In its report, published on 14 March, the panel listed its many reservations about the study’s findings. It pointed to the lack of consistency in the results with respect to the age and sex of the children and the type of observer (parent, teacher, or independent assessor); the unknown clinical relevance of the effects measured; and the lack of information on dose-response.
The panel also maintained that the fact that mixtures were studied made it impossible to identify the effects of individual additives and noted the absence of a plausible biological mechanism that might explain the possible link between behaviour and the consumption of colours.
The panel, which evaluated the Southampton findings against earlier research on the effect of food additives on behaviour dating from the 1970s, acknowledged that this had been the largest study to date.

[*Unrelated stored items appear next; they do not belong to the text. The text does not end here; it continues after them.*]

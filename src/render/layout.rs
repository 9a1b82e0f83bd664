//! Page cursor and character-budget word wrapping.

/// Layout position threaded through the renderer.
///
/// PDF coordinates grow upward, so `y` decreases as lines are written. A new
/// page must be started whenever an advance would push `y` below
/// `margin_bottom`.
#[derive(Debug, Clone, Copy, PartialEq)]
pub struct RenderCursor {
    /// Zero-based index of the current output page.
    pub page: usize,

    /// Baseline y of the next line, in points from the page bottom.
    pub y: f32,

    /// Page width in points.
    pub page_width: f32,

    /// Page height in points.
    pub page_height: f32,

    /// Lower bound for `y`; pages use a uniform margin.
    pub margin_bottom: f32,
}

impl RenderCursor {
    /// Cursor at the top of the given page.
    pub fn at_page(page: usize, page_width: f32, page_height: f32, margin: f32) -> Self {
        Self {
            page,
            y: page_height - margin,
            page_width,
            page_height,
            margin_bottom: margin,
        }
    }

    /// Whether advancing by `height` would cross the bottom margin.
    pub fn needs_page_break(&self, height: f32) -> bool {
        self.y - height < self.margin_bottom
    }

    /// Move the baseline down by `height`.
    pub fn advance(&mut self, height: f32) {
        self.y -= height;
    }

    /// Move to the top of the next page.
    pub fn next_page(&mut self) {
        self.page += 1;
        self.y = self.page_height - self.margin_bottom;
    }
}

/// Greedily wrap one logical line into chunks of at most `budget` characters.
///
/// When the cut would land mid-word, it backtracks to the last space within
/// the budget; a single word longer than the budget is cut hard. Wrapping is
/// character-budgeted, not pixel-measured; only background rectangles use
/// true text measurement. A budget of zero disables wrapping.
pub fn wrap_line(line: &str, budget: usize) -> Vec<&str> {
    if budget == 0 {
        return vec![line];
    }

    let mut chunks = Vec::new();
    let mut rest = line;

    loop {
        if rest.chars().count() <= budget {
            chunks.push(rest);
            break;
        }

        let cut = byte_index_of_char(rest, budget);
        let mid_word = !rest[cut..].starts_with(' ') && !rest[..cut].ends_with(' ');
        let split = if mid_word {
            match rest[..cut].rfind(' ') {
                Some(pos) if pos > 0 => pos,
                _ => cut,
            }
        } else {
            cut
        };

        chunks.push(rest[..split].trim_end());
        rest = rest[split..].trim_start();
        if rest.is_empty() {
            break;
        }
    }

    chunks
}

/// Byte index of the `n`-th character of `s`.
fn byte_index_of_char(s: &str, n: usize) -> usize {
    s.char_indices().nth(n).map(|(i, _)| i).unwrap_or(s.len())
}

#[cfg(test)]
mod tests {
    use super::*;

    #[test]
    fn test_cursor_advances_downward() {
        let mut cursor = RenderCursor::at_page(0, 612.0, 792.0, 54.0);
        assert_eq!(cursor.y, 738.0);

        cursor.advance(14.0);
        assert_eq!(cursor.y, 724.0);
        assert_eq!(cursor.page, 0);
    }

    #[test]
    fn test_cursor_page_break_detection() {
        let mut cursor = RenderCursor::at_page(0, 612.0, 792.0, 54.0);
        assert!(!cursor.needs_page_break(14.0));

        cursor.y = 60.0;
        assert!(cursor.needs_page_break(14.0));
        assert!(!cursor.needs_page_break(6.0));
    }

    #[test]
    fn test_cursor_next_page_resets_y() {
        let mut cursor = RenderCursor::at_page(0, 612.0, 792.0, 54.0);
        cursor.advance(600.0);
        cursor.next_page();

        assert_eq!(cursor.page, 1);
        assert_eq!(cursor.y, 738.0);
    }

    #[test]
    fn test_wrap_short_line_is_identity() {
        let chunks = wrap_line("short line", 80);
        assert_eq!(chunks, vec!["short line"]);
    }

    #[test]
    fn test_wrap_exact_budget_is_identity() {
        let line = "x".repeat(80);
        let chunks = wrap_line(&line, 80);
        assert_eq!(chunks, vec![line.as_str()]);
    }

    #[test]
    fn test_wrap_splits_at_space_on_boundary() {
        // The 8th character is a space, so no backtracking is needed.
        let chunks = wrap_line("aaa bbb ccc", 7);
        assert_eq!(chunks, vec!["aaa bbb", "ccc"]);
    }

    #[test]
    fn test_wrap_backtracks_mid_word() {
        // Budget cuts inside "bbbb"; the wrap falls back to the last space.
        let chunks = wrap_line("aaaa bbbb", 6);
        assert_eq!(chunks, vec!["aaaa", "bbbb"]);
    }

    #[test]
    fn test_wrap_hard_cuts_long_words() {
        let chunks = wrap_line("abcdefghij", 4);
        assert_eq!(chunks, vec!["abcd", "efgh", "ij"]);
    }

    #[test]
    fn test_wrap_chunks_stay_within_budget() {
        let line = "the quick brown fox jumps over the lazy dog and keeps on running";
        for chunk in wrap_line(line, 10) {
            assert!(chunk.chars().count() <= 10, "chunk too long: {:?}", chunk);
        }
    }

    #[test]
    fn test_wrap_counts_characters_not_bytes() {
        // Five two-byte characters; a byte-based cut would split inside one.
        let chunks = wrap_line("ééééé", 3);
        assert_eq!(chunks, vec!["ééé", "éé"]);
    }

    #[test]
    fn test_wrap_zero_budget_disables_wrapping() {
        let line = "anything at all";
        assert_eq!(wrap_line(line, 0), vec![line]);
    }
}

It also accepted that the findings might be relevant for specific people in the population who show sensitivity to food additives in general or to food colours in particular. But it concluded that it was not possible to assess the overall prevalence of such sensitivity in the population as a whole and that reliable data on sensitivity to individual additives were not available.
The panel is reviewing the safety of all food colours authorised in the European Union on a case by case basis. The additives in the mixtures examined in the Southampton study—tartrazine (E102), quinoline yellow (E104), sunset yellow FCF (E110), ponceau 4R (E124), allura red AC (E129), carmoisine (E122), and sodium benzoate (E211)—are included in the review. Opinions on some of the colours, such as allura red, are expected by the end of the year.
Assessment of the Results of the Study by McCann et al (2007) on the Effect of Some Colours and Sodium Benzoate on Children’s Behaviour: Scientific Opinion of the Panel on Food Additives, Flavourings, Processing Aids, and Food Contact Materials is at www.efsa.europa.eu.